* **What the task asks**
Reproduce nothing but the lines from the one with "if let Some(matcher)" down to the last line of the data below.

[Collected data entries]
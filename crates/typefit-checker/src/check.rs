//! Facet-level constraint checks.
//!
//! `check_restriction` interprets a type's effective restriction list:
//! plain facets check directly, `AllOf` folds every part into one
//! aggregate, and `AnyOf` (union options) succeeds when at least one
//! option's conjunction passes; otherwise every failing option's leaf
//! diagnostics are reported, each prefixed with the option's label, under
//! a single union-failure summary.

use crate::validate::Validator;
use globset::{Glob, GlobMatcher};
use serde_json::Value;
use tracing::warn;
use typefit_common::messages::{self, message_text};
use typefit_common::status::ok;
use typefit_common::{Severity, Status, StatusSource, TypeId, ValidationPath};
use typefit_solver::{Facet, FacetData, Restriction, ValueKind};

impl Validator<'_> {
    pub(crate) fn check_restriction(&mut self, restriction: &Restriction, instance: &Value) -> Status {
        match restriction {
            Restriction::Facet(facet) => self.check_facet(facet, instance),
            Restriction::AllOf(parts) => {
                let mut result = ok();
                for part in parts {
                    result.add_sub_status(self.check_restriction(part, instance), None);
                }
                result
            }
            Restriction::AnyOf { owner, options } => self.check_any_of(*owner, options, instance),
        }
    }

    fn check_any_of(
        &mut self,
        owner: TypeId,
        options: &[(TypeId, Vec<Restriction>)],
        instance: &Value,
    ) -> Status {
        if options.is_empty() {
            return ok();
        }
        let mut failures: Vec<(TypeId, Status)> = Vec::new();
        for (option, restrictions) in options {
            let mut st = Status::ok_for(StatusSource::Type(*option));
            for r in restrictions {
                st.add_sub_status(self.check_restriction(r, instance), None);
            }
            if st.is_ok() {
                return ok();
            }
            failures.push((*option, st));
        }
        let mut overall = Status::ok_for(StatusSource::Type(owner));
        for (option, st) in failures {
            let label = self.store().label(option);
            for leaf in st.get_errors() {
                let msg = format!("{}: {}", label, leaf.message());
                let mut detail = Status::new(
                    leaf.severity(),
                    messages::UNION_TYPE_FAILURE_DETAILS.code,
                    message_text(&messages::UNION_TYPE_FAILURE_DETAILS, &[("msg", &msg)]),
                    StatusSource::Type(option),
                );
                if let Some(path) = leaf.validation_path() {
                    detail.prefix_path(path);
                }
                overall.add_sub_status(detail, None);
            }
        }
        overall.set_code(messages::UNION_TYPE_FAILURE.code);
        overall.set_message(message_text(&messages::UNION_TYPE_FAILURE, &[]));
        overall
    }

    pub(crate) fn check_facet(&mut self, facet: &Facet, instance: &Value) -> Status {
        let source = StatusSource::Facet {
            owner: facet.owner(),
            facet: facet.facet_name(),
        };
        match facet.data() {
            // Metadata facets never reject anything on their own.
            FacetData::Modifier(_)
            | FacetData::Discriminator(_)
            | FacetData::DiscriminatorValue { .. }
            | FacetData::HasPropertiesFacet => ok(),

            FacetData::TypeOf(expected) => {
                if instance.is_null() {
                    return ok();
                }
                match ValueKind::of(instance) {
                    Some(actual) if actual == *expected => ok(),
                    _ => Status::error(
                        &messages::TYPE_EXPECTED,
                        source,
                        &[("typeName", expected.name())],
                    ),
                }
            }
            FacetData::IntegerKind => match instance {
                Value::Null => ok(),
                Value::Number(n)
                    if n.is_i64()
                        || n.is_u64()
                        || n.as_f64().is_some_and(|f| f.fract() == 0.0) =>
                {
                    ok()
                }
                _ => Status::error(&messages::INTEGER_EXPECTED, source, &[]),
            },
            FacetData::NullKind => match instance {
                Value::Null => ok(),
                Value::String(s) if s == "null" => ok(),
                _ => Status::error(&messages::NULL_EXPECTED, source, &[]),
            },
            FacetData::ScalarKind => match instance {
                Value::Null | Value::Number(_) | Value::String(_) | Value::Bool(_) => ok(),
                _ => Status::error(&messages::SCALAR_EXPECTED, source, &[]),
            },

            FacetData::Nothing => {
                if instance.is_null() {
                    ok()
                } else {
                    Status::error(&messages::NOTHING, source, &[])
                }
            }
            FacetData::NothingWithLocation { message, .. } => {
                if instance.is_null() {
                    ok()
                } else {
                    Status::new(Severity::Error, messages::NOTHING.code, message.as_str(), source)
                }
            }

            FacetData::KnownProperties => self.check_known_properties(facet.owner(), instance),
            FacetData::HasProperty(name) => match instance {
                Value::Object(map) if !map.contains_key(name) => Status::error(
                    &messages::REQUIRED_PROPERTY_MISSING,
                    source,
                    &[("propName", name)],
                ),
                _ => ok(),
            },
            FacetData::PropertyIs { name, range } => {
                let Value::Object(map) = instance else {
                    return ok();
                };
                let Some(value) = map.get(name) else {
                    return ok();
                };
                let mut result = Status::ok_for(source);
                let st = self.validate_direct(*range, value, false, false);
                result.add_sub_status(st, Some(name));
                result
            }
            FacetData::MapPropertyIs { pattern, range } => {
                let Value::Object(map) = instance else {
                    return ok();
                };
                let Some(matcher) = compile_pattern(pattern) else {
                    return ok();
                };
                let mut result = Status::ok_for(source);
                for (key, value) in map {
                    if matcher.is_match(key) {
                        let st = self.validate_direct(*range, value, false, false);
                        result.add_sub_status(st, Some(key));
                    }
                }
                result
            }
            FacetData::AdditionalPropertyIs { range } => {
                let Value::Object(map) = instance else {
                    return ok();
                };
                let explicit: Vec<String> = self
                    .store()
                    .properties(facet.owner())
                    .into_iter()
                    .filter(|p| !p.is_pattern && !p.is_additional)
                    .map(|p| p.name)
                    .collect();
                let patterns: Vec<GlobMatcher> = self
                    .store()
                    .properties(facet.owner())
                    .into_iter()
                    .filter(|p| p.is_pattern)
                    .filter_map(|p| compile_pattern(&p.name))
                    .collect();
                let mut result = Status::ok_for(source);
                for (key, value) in map {
                    if explicit.iter().any(|n| n == key)
                        || patterns.iter().any(|m| m.is_match(key))
                    {
                        continue;
                    }
                    let st = self.validate_direct(*range, value, false, false);
                    result.add_sub_status(st, Some(key));
                }
                result
            }
            FacetData::ComponentType(component) => {
                let Value::Array(items) = instance else {
                    return ok();
                };
                let mut result = Status::ok_for(source);
                for (index, item) in items.iter().enumerate() {
                    let st = self.validate_direct(*component, item, false, false);
                    let segment = index.to_string();
                    result.add_sub_status(st, Some(segment.as_str()));
                }
                result
            }

            FacetData::Custom(constraint) => constraint.check(instance, None),
        }
    }

    /// The closed-object check: reject object keys matched by no declared
    /// property facet. An additional-properties facet opens the object
    /// entirely.
    pub(crate) fn check_known_properties(&mut self, t: TypeId, instance: &Value) -> Status {
        let Value::Object(map) = instance else {
            return ok();
        };
        let mut names: Vec<String> = Vec::new();
        let mut patterns: Vec<GlobMatcher> = Vec::new();
        for facet in self.store().known_properties(t) {
            match facet.data() {
                FacetData::PropertyIs { name, .. } => names.push(name.clone()),
                FacetData::MapPropertyIs { pattern, .. } => {
                    if let Some(matcher) = compile_pattern(pattern) {
                        patterns.push(matcher);
                    }
                }
                FacetData::AdditionalPropertyIs { .. } => return ok(),
                _ => {}
            }
        }
        let mut result = Status::ok_for(StatusSource::Type(t));
        for key in map.keys() {
            if names.iter().any(|n| n == key) || patterns.iter().any(|m| m.is_match(key)) {
                continue;
            }
            let mut unknown = Status::error(
                &messages::UNKNOWN_PROPERTY,
                StatusSource::Type(t),
                &[("propName", key)],
            );
            unknown.prefix_path(&ValidationPath::single(key));
            result.add_sub_status(unknown, None);
        }
        result
    }
}

fn compile_pattern(pattern: &str) -> Option<GlobMatcher> {
    match Glob::new(pattern) {
        Ok(glob) => Some(glob.compile_matcher()),
        Err(error) => {
            warn!(pattern, %error, "unparseable property pattern, treating as non-matching");
            None
        }
    }
}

* **Answer space**
                    if let Some(matcher) = compile_pattern(pattern) {
                        patterns.push(matcher);
                    }
                }
                FacetData::AdditionalPropertyIs { .. } => return ok(),
                _ => {}
            }
        }
        let mut result = Status::ok_for(StatusSource::Type(t));
        for key in map.keys() {
            if names.iter().any(|n| n == key) || patterns.iter().any(|m| m.is_match(key)) {
                continue;
            }
            let mut unknown = Status::error(
                &messages::UNKNOWN_PROPERTY,
                StatusSource::Type(t),
                &[("propName", key)],
            );
            unknown.prefix_path(&ValidationPath::single(key));
            result.add_sub_status(unknown, None);
        }
        result
    }
}

fn compile_pattern(pattern: &str) -> Option<GlobMatcher> {
    match Glob::new(pattern) {
        Ok(glob) => Some(glob.compile_matcher()),
        Err(error) => {
            warn!(pattern, %error, "unparseable property pattern, treating as non-matching");
            None
        }
    }
}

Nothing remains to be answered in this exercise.